By their third birthday, children in poor families on welfare have vocabularies, on average, of about 500 words, which is roughly half the typical vocabulary of children whose parents hold professional jobs. Moreover, children in the professional families hear, on average, about 2,150 words an hour, compared with 600, on average, for the child in a poor family – and 1,250, on average, for a child in a working class family.
These striking statistics, first published in 1995, in the landmark Hart and Risley study, continue to inform our thinking about young children and the importance of oral language, interactive play and vocabulary as the building blocks of later literacy. The research from New York City’s Bellevue Hospital that I’ll write about tomorrow is just one example of the way Hart and Risley’s findings continue to resonate.
Betty Hart, professor emeritus at the University of Kansas, tells NPR she was a graduate student in the 1960s, working with a professor, the late Todd Risley, to improve the vocabularies of low-income 4-year-olds.
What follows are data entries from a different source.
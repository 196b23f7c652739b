//! Periodic damage (damage-over-time) instances.
//!
//! One instance exists per (caster, spell, target). Its per-tick damage and
//! tick count are frozen when it is applied; later changes to stats or
//! multipliers never reach ticks already scheduled. Applying the same effect
//! again goes through the effect's [`RefreshPolicy`] and never stacks.
//!
//! Instances live in a generational slab. A [`DotHandle`] names a slot plus the
//! generation it was issued for, so cancelling or replacing an instance is O(1)
//! and any tick event still queued for the old generation resolves to nothing.

use std::collections::BTreeMap;

use crate::combat::{DefenseType, SpellSchool};
use crate::state::{ActionId, Timestamp, UnitId};

/// Mechanic tag of a periodic effect, visible to mitigation.
#[derive(Clone, Copy, Debug, PartialEq, Eq, Hash, strum::Display)]
#[cfg_attr(feature = "serde", derive(serde::Serialize, serde::Deserialize))]
#[strum(serialize_all = "snake_case")]
pub enum DotTag {
    Bleed,
    Poison,
    Disease,
    Curse,
}

/// What happens when an effect is applied to a target that already has it.
#[derive(Clone, Copy, Debug, Default, PartialEq, Eq, Hash)]
#[cfg_attr(feature = "serde", derive(serde::Serialize, serde::Deserialize))]
pub enum RefreshPolicy {
    /// New snapshot and new tick count; old remaining ticks are discarded.
    #[default]
    Replace,
    /// New tick count, old snapshot kept.
    Rollover,
}

#[derive(Clone, Copy, Debug, PartialEq, Eq, PartialOrd, Ord, Hash)]
#[cfg_attr(feature = "serde", derive(serde::Serialize, serde::Deserialize))]
pub struct DotKey {
    pub caster: UnitId,
    pub spell: ActionId,
    pub target: UnitId,
}

/// Generation-checked reference to a slab slot.
#[derive(Clone, Copy, Debug, PartialEq, Eq, PartialOrd, Ord, Hash)]
#[cfg_attr(feature = "serde", derive(serde::Serialize, serde::Deserialize))]
pub struct DotHandle {
    slot: u32,
    generation: u32,
}

/// Values frozen at apply time.
#[derive(Clone, Copy, Debug, PartialEq)]
pub struct DotSnapshot {
    /// Damage per tick with every multiplier already applied.
    pub per_tick: f64,
    pub ticks: u32,
    pub interval_ms: u64,
    /// Zero for effects whose ticks cannot crit.
    pub crit_chance: f64,
    pub crit_multiplier: f64,
    pub school: SpellSchool,
    pub defense: DefenseType,
    pub tag: Option<DotTag>,
    pub threat_multiplier: f64,
}

#[derive(Clone, Debug, PartialEq)]
pub struct DotInstance {
    pub key: DotKey,
    pub snapshot: DotSnapshot,
    pub remaining_ticks: u32,
    pub next_tick_at: Timestamp,
    pub applied_at: Timestamp,
}

impl DotInstance {
    /// Damage still to come, before mitigation and crits.
    pub fn remaining_damage(&self) -> f64 {
        self.snapshot.per_tick * f64::from(self.remaining_ticks)
    }
}

/// How an application changed the manager.
#[derive(Clone, Copy, Debug, PartialEq)]
pub enum Applied {
    Created,
    /// An existing instance was replaced; `discarded_ticks` never fire.
    Replaced { discarded_ticks: u32 },
    RolledOver { discarded_ticks: u32 },
}

#[derive(Clone, Copy, Debug, PartialEq)]
pub struct DotApplication {
    pub handle: DotHandle,
    pub first_tick_at: Timestamp,
    pub applied: Applied,
}

/// One tick handed back to the engine for mitigation and logging.
#[derive(Clone, Copy, Debug, PartialEq)]
pub struct DotTick {
    pub key: DotKey,
    pub snapshot: DotSnapshot,
    pub remaining_ticks: u32,
    /// When the next tick is due, or `None` if this was the last one.
    pub next_tick_at: Option<Timestamp>,
}

#[derive(Clone, Debug, Default)]
struct Slot {
    generation: u32,
    instance: Option<DotInstance>,
}

/// Owns every active periodic instance of one encounter.
#[derive(Clone, Debug, Default)]
pub struct DotManager {
    slots: Vec<Slot>,
    free: Vec<u32>,
    index: BTreeMap<DotKey, DotHandle>,
}

impl DotManager {
    pub fn new() -> Self {
        Self::default()
    }

    pub fn len(&self) -> usize {
        self.index.len()
    }

    pub fn is_empty(&self) -> bool {
        self.index.is_empty()
    }

    pub fn get(&self, handle: DotHandle) -> Option<&DotInstance> {
        let slot = self.slots.get(handle.slot as usize)?;
        if slot.generation != handle.generation {
            return None;
        }
        slot.instance.as_ref()
    }

    pub fn handle_of(&self, key: &DotKey) -> Option<DotHandle> {
        self.index.get(key).copied()
    }

    pub fn find(&self, key: &DotKey) -> Option<&DotInstance> {
        self.handle_of(key).and_then(|handle| self.get(handle))
    }

    pub fn is_active(&self, key: &DotKey) -> bool {
        self.index.contains_key(key)
    }

    /// Active instances in key order.
    pub fn iter(&self) -> impl Iterator<Item = &DotInstance> {
        self.index.values().filter_map(|handle| self.get(*handle))
    }

    /// Creates the instance for `key`, or refreshes it under `policy`.
    ///
    /// The first tick is always due one interval after `now`.
    pub fn apply(
        &mut self,
        key: DotKey,
        snapshot: DotSnapshot,
        policy: RefreshPolicy,
        now: Timestamp,
    ) -> DotApplication {
        let first_tick_at = now + snapshot.interval_ms;

        if let Some(handle) = self.handle_of(&key) {
            let slot_index = handle.slot;
            let slot = &mut self.slots[slot_index as usize];
            slot.generation = slot.generation.wrapping_add(1);
            let new_handle = DotHandle {
                slot: slot_index,
                generation: slot.generation,
            };

            let applied = match slot.instance.as_mut() {
                Some(instance) => {
                    let discarded_ticks = instance.remaining_ticks;
                    match policy {
                        RefreshPolicy::Replace => {
                            instance.snapshot = snapshot;
                            instance.applied_at = now;
                            Applied::Replaced { discarded_ticks }
                        }
                        RefreshPolicy::Rollover => {
                            instance.snapshot.ticks = snapshot.ticks;
                            instance.snapshot.interval_ms = snapshot.interval_ms;
                            Applied::RolledOver { discarded_ticks }
                        }
                    }
                }
                None => {
                    slot.instance = Some(Self::fresh(key, snapshot, now));
                    Applied::Created
                }
            };

            if let Some(instance) = slot.instance.as_mut() {
                instance.remaining_ticks = snapshot.ticks;
                instance.next_tick_at = first_tick_at;
            }
            self.index.insert(key, new_handle);

            return DotApplication {
                handle: new_handle,
                first_tick_at,
                applied,
            };
        }

        let instance = Self::fresh(key, snapshot, now);
        let handle = match self.free.pop() {
            Some(slot_index) => {
                let slot = &mut self.slots[slot_index as usize];
                slot.instance = Some(instance);
                DotHandle {
                    slot: slot_index,
                    generation: slot.generation,
                }
            }
            None => {
                let slot_index = self.slots.len() as u32;
                self.slots.push(Slot {
                    generation: 0,
                    instance: Some(instance),
                });
                DotHandle {
                    slot: slot_index,
                    generation: 0,
                }
            }
        };
        self.index.insert(key, handle);

        DotApplication {
            handle,
            first_tick_at,
            applied: Applied::Created,
        }
    }

    fn fresh(key: DotKey, snapshot: DotSnapshot, now: Timestamp) -> DotInstance {
        DotInstance {
            key,
            snapshot,
            remaining_ticks: snapshot.ticks,
            next_tick_at: now + snapshot.interval_ms,
            applied_at: now,
        }
    }

    /// Consumes one tick of the instance behind `handle`.
    ///
    /// Returns `None` for stale handles (cancelled, expired or refreshed
    /// since the tick was scheduled). The instance is destroyed after its last
    /// tick.
    pub fn on_tick(&mut self, handle: DotHandle) -> Option<DotTick> {
        let slot = self.slots.get_mut(handle.slot as usize)?;
        if slot.generation != handle.generation {
            return None;
        }
        let instance = slot.instance.as_mut()?;

        instance.remaining_ticks = instance.remaining_ticks.saturating_sub(1);
        let key = instance.key;
        let snapshot = instance.snapshot;
        let remaining_ticks = instance.remaining_ticks;

        let next_tick_at = if remaining_ticks > 0 {
            instance.next_tick_at += snapshot.interval_ms;
            Some(instance.next_tick_at)
        } else {
            self.release(handle);
            None
        };

        Some(DotTick {
            key,
            snapshot,
            remaining_ticks,
            next_tick_at,
        })
    }

    /// Destroys the instance behind `handle`; its queued tick becomes stale.
    pub fn cancel(&mut self, handle: DotHandle) -> Option<DotInstance> {
        if self.get(handle).is_none() {
            return None;
        }
        self.release(handle)
    }

    /// Destroys every instance ticking on `target`.
    pub fn cancel_target(&mut self, target: UnitId) -> Vec<DotInstance> {
        let handles: Vec<DotHandle> = self
            .index
            .iter()
            .filter(|(key, _)| key.target == target)
            .map(|(_, handle)| *handle)
            .collect();
        handles
            .into_iter()
            .filter_map(|handle| self.cancel(handle))
            .collect()
    }

    fn release(&mut self, handle: DotHandle) -> Option<DotInstance> {
        let slot = self.slots.get_mut(handle.slot as usize)?;
        let instance = slot.instance.take()?;
        slot.generation = slot.generation.wrapping_add(1);
        self.free.push(handle.slot);
        self.index.remove(&instance.key);
        Some(instance)
    }
}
“The idea was that if the kids could speak with the fluency of their wealthier peers across town, they might go on to similar academic achievements,” NPR reports. “But success was elusive. ‘We tried everything,’ Hart says. ‘Everything we could. … We couldn’t do it.’ The problem, they realized, was that they weren’t getting to the kids early enough. Which led to this question: If age 4 was too late, when was early enough?”
To find out, Hart and Risley followed 40 families and children for the first three years of the children’s lives, starting in 1983. Every month for three years, researchers visited the families and recorded what they heard. They spent a decade transcribing the results and analyzing them by computer. In 1995, Hart and Risley’s landmark book, “Meaningful Differences in the Everyday Experience of Young American Children,” was published.
“Hart and Risley estimated that by the age of 4, children of professional parents had heard on average 48 million words addressed to them while children in poor welfare families had heard only 13 million,” NPR reports. “It was no wonder that the underprivileged children they saw at their preschool could not catch up and often lagged behind once they went to school. They simply weren’t getting the experience with language provided to their peers.
“And personally, Hart says, seeing those numbers staring back at her on the page made her more than demoralized. ‘Horrified might be a better word,’ she says. Horrified when you see that the differences are so great, and you think of trying to make up those differences. I mean, the image that you have is of running after a train. You just look at it and say, you know, it’s hopeless.'”
Early educators, pediatricians, child development specialists and others, however, viewed the findings as a data-driven call to action rather than cause for surrender. Hart and Risley’s findings underpin everything from Baby College at the Harlem Children’s Zone to talk campaigns in Boston and Cambridge to the recently launched “Talk/Read/Succeed” initiative in two public housing developments in Springfield. Hart and Risley’s research also informs our audio slide show “The Young Reader’s Journey.”